Dataset entries:
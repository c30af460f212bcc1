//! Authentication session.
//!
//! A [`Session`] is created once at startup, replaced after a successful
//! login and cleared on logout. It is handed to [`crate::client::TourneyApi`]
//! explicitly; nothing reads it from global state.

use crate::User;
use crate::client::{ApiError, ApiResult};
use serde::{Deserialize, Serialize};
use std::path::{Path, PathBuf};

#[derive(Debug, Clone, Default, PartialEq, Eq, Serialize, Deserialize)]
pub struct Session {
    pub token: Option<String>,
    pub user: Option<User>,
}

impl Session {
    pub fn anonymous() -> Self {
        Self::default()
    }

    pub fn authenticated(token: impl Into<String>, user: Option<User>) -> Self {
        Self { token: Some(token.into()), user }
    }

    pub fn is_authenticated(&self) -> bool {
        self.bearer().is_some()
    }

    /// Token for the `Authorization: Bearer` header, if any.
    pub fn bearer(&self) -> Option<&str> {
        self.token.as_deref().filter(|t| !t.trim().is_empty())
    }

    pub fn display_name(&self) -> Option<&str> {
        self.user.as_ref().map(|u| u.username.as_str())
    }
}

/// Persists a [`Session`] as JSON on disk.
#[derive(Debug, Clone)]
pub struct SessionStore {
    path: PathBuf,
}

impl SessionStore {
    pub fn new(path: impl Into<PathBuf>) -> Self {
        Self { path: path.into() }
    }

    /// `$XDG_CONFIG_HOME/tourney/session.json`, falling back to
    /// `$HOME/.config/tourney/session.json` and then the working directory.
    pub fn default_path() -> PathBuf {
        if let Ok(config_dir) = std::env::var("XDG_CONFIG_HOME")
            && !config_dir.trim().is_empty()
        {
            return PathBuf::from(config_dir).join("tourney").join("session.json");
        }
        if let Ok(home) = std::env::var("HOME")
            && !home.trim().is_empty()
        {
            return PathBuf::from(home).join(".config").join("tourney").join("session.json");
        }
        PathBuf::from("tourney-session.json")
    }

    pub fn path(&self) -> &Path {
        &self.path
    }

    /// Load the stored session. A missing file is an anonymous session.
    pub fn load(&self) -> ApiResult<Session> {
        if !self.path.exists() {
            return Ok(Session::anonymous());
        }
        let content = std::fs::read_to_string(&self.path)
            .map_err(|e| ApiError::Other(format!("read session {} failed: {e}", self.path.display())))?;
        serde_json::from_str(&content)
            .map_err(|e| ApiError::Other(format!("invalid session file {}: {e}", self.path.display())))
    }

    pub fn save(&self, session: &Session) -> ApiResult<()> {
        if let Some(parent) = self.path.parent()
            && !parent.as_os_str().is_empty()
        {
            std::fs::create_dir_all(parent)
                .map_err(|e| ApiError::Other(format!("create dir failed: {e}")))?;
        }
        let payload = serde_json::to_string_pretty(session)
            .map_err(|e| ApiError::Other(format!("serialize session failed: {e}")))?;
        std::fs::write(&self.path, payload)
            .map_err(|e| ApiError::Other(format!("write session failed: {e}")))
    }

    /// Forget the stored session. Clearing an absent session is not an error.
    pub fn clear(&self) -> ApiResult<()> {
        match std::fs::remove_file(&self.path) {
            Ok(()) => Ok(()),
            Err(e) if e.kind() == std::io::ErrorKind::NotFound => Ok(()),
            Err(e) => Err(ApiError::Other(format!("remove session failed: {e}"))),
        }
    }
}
* * *
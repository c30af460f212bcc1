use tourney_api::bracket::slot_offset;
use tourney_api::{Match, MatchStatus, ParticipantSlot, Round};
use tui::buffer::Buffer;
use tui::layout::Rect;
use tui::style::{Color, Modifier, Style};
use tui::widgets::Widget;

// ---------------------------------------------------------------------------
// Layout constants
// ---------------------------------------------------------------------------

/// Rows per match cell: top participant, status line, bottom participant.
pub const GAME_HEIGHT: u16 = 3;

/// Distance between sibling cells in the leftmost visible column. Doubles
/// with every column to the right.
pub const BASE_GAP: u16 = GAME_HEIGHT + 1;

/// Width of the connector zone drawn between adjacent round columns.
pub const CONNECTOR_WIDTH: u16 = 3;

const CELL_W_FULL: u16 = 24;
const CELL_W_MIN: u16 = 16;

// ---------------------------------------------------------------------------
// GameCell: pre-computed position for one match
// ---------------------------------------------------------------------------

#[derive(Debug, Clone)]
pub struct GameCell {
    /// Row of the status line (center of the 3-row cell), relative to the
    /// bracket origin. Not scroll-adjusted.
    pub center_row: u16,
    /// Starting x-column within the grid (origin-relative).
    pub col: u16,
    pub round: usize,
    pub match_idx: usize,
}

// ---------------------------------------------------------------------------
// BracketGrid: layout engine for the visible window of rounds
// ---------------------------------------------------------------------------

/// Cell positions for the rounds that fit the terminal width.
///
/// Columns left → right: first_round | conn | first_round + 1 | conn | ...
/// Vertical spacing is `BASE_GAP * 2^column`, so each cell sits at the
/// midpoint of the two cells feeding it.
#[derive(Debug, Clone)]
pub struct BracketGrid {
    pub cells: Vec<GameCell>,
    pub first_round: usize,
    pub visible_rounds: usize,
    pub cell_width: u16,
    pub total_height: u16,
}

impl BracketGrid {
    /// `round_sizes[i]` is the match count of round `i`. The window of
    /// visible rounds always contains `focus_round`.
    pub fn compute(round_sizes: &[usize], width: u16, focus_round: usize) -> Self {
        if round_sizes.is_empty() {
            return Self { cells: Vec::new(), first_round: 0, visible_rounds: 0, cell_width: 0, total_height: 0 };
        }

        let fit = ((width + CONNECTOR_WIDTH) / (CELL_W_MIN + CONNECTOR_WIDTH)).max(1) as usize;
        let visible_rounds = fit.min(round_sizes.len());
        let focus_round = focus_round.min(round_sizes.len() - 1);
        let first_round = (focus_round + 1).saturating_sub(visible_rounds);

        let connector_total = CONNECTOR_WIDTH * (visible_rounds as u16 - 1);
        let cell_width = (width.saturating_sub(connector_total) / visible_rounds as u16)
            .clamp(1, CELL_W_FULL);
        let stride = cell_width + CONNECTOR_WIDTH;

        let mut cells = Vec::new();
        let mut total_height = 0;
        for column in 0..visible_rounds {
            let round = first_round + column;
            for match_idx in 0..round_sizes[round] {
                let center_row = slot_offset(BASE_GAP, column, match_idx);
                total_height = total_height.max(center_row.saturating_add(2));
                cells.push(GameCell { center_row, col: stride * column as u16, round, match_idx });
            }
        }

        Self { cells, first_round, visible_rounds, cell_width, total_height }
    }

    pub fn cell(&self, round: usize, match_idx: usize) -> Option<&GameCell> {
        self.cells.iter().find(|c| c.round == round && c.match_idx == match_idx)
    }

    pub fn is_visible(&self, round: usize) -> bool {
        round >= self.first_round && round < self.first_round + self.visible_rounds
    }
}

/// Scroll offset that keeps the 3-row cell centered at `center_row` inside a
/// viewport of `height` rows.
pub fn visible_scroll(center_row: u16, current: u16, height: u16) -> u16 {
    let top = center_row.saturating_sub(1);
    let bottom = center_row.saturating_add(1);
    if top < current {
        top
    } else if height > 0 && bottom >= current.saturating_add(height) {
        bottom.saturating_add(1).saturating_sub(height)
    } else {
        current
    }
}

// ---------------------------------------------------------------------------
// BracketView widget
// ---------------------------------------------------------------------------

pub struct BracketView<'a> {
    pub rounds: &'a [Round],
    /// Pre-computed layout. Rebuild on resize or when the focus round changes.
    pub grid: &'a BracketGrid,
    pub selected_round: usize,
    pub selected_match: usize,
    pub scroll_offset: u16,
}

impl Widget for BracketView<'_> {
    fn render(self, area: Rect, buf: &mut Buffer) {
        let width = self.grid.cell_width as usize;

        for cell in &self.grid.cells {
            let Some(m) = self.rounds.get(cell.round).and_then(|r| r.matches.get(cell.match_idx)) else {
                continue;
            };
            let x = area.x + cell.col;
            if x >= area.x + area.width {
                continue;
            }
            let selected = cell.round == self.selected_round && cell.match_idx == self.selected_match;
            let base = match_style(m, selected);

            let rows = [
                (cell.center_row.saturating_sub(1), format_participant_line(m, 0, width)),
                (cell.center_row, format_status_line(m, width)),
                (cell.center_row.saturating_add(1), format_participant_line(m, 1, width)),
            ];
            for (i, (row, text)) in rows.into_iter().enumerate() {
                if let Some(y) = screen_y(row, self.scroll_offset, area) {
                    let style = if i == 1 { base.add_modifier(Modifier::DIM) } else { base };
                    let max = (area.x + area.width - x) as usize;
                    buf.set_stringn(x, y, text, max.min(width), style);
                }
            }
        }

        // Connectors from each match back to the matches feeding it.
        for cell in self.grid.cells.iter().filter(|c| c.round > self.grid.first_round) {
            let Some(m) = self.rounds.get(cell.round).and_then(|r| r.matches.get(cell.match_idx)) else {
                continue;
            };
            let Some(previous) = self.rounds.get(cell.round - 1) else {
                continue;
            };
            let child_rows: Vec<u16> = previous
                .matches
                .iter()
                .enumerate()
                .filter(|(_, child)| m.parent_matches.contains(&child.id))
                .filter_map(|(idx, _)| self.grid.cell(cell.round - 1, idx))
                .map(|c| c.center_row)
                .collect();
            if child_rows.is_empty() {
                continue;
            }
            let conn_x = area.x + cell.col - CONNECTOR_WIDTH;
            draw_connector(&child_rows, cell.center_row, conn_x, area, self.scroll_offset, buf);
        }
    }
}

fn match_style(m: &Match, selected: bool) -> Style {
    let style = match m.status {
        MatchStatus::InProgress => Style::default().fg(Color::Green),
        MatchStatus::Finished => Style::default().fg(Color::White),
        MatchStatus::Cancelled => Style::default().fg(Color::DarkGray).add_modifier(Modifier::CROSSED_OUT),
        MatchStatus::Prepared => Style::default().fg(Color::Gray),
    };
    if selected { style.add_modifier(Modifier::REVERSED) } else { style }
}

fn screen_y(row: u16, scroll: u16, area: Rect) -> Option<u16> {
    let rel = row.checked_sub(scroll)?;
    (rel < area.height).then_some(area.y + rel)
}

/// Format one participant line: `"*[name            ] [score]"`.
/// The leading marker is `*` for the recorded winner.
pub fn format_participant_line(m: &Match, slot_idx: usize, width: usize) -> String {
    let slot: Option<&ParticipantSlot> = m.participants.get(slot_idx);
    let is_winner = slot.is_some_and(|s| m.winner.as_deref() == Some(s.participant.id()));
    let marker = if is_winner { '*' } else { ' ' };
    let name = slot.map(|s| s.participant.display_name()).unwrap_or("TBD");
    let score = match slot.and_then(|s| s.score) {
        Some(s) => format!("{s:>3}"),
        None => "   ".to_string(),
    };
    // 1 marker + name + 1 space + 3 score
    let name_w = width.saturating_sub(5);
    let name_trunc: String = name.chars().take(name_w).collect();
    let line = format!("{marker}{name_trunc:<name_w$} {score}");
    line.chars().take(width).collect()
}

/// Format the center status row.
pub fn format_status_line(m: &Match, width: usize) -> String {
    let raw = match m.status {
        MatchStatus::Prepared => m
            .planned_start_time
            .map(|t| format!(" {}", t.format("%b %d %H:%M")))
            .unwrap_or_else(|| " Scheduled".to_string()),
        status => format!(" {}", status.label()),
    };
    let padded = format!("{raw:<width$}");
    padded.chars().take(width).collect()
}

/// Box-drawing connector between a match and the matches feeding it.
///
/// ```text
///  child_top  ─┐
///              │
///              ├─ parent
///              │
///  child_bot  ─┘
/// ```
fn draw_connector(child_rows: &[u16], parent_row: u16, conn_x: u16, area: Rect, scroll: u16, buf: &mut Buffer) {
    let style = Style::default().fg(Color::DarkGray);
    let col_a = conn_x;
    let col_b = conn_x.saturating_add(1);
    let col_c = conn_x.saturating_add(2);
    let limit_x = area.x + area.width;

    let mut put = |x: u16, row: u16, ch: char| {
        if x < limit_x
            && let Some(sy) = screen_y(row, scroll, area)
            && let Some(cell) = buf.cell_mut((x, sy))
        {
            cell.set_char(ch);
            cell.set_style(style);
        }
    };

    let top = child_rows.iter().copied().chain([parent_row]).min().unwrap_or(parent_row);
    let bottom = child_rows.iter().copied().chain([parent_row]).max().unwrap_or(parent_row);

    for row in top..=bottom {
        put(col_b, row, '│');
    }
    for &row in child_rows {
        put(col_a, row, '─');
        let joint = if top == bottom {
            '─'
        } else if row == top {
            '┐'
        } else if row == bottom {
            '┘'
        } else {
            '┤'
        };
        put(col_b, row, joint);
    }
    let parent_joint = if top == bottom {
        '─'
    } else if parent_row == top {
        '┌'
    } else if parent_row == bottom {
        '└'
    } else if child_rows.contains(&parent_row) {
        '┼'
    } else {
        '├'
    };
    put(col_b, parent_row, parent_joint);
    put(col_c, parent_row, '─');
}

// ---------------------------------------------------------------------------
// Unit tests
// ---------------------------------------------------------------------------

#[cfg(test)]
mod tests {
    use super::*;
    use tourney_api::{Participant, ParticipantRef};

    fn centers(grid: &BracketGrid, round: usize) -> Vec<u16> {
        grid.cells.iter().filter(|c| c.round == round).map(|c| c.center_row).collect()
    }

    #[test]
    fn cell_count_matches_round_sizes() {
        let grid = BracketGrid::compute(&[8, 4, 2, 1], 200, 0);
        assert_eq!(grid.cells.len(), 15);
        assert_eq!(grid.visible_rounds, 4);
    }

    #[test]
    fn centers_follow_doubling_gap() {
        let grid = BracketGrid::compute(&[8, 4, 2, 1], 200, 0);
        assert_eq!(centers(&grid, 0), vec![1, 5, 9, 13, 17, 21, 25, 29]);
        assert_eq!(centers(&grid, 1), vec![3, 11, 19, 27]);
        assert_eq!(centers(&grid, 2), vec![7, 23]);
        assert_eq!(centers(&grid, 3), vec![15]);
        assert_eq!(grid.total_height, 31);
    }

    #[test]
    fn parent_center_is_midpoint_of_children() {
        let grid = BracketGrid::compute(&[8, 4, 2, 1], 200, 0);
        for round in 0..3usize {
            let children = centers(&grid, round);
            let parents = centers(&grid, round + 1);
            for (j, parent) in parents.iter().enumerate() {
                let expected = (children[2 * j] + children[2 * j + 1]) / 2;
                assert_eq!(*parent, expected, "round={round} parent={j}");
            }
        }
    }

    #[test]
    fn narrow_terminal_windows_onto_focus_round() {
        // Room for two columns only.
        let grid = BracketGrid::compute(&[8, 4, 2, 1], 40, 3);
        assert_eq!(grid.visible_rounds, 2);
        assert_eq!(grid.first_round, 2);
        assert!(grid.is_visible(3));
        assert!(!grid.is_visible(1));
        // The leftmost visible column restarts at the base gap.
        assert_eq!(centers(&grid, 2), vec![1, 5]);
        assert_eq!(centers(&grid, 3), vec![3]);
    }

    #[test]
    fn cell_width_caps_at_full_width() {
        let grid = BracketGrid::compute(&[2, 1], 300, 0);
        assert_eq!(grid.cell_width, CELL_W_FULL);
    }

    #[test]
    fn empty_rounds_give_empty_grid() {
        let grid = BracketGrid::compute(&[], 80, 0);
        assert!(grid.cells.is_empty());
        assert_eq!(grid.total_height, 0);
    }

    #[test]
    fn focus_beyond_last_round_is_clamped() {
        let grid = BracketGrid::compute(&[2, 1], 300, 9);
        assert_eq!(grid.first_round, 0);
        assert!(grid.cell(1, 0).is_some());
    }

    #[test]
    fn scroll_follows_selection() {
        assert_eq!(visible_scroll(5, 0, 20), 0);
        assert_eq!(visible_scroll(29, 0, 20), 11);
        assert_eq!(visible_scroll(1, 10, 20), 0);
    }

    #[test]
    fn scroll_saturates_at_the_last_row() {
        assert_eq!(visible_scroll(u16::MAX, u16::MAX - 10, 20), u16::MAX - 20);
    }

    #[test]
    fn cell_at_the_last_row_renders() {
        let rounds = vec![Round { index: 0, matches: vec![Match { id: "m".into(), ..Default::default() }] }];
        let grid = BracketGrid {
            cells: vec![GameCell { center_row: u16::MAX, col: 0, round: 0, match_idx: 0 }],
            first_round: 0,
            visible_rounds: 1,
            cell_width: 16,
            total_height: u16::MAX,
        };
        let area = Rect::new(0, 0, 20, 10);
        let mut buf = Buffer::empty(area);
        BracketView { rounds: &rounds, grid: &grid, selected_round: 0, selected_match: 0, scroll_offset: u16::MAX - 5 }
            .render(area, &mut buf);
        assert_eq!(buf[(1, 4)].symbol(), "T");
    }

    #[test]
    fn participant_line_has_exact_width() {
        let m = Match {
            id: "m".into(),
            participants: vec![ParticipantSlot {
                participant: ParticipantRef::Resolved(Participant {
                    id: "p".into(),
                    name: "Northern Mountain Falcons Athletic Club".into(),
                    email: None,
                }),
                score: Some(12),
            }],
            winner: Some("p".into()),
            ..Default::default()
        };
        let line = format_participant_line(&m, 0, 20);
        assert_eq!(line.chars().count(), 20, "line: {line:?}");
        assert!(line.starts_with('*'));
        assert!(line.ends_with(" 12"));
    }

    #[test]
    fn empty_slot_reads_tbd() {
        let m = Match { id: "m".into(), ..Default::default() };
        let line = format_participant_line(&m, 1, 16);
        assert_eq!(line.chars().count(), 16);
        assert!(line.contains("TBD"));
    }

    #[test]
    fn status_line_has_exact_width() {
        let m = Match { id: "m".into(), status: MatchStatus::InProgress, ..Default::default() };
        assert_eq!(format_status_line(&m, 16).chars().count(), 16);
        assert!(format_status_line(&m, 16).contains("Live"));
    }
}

What to do:
Lines holding "client" in the data above: copy each of them.

Response to this task:
//! login and cleared on logout. It is handed to [`crate::client::TourneyApi`]
use crate::client::{ApiError, ApiResult};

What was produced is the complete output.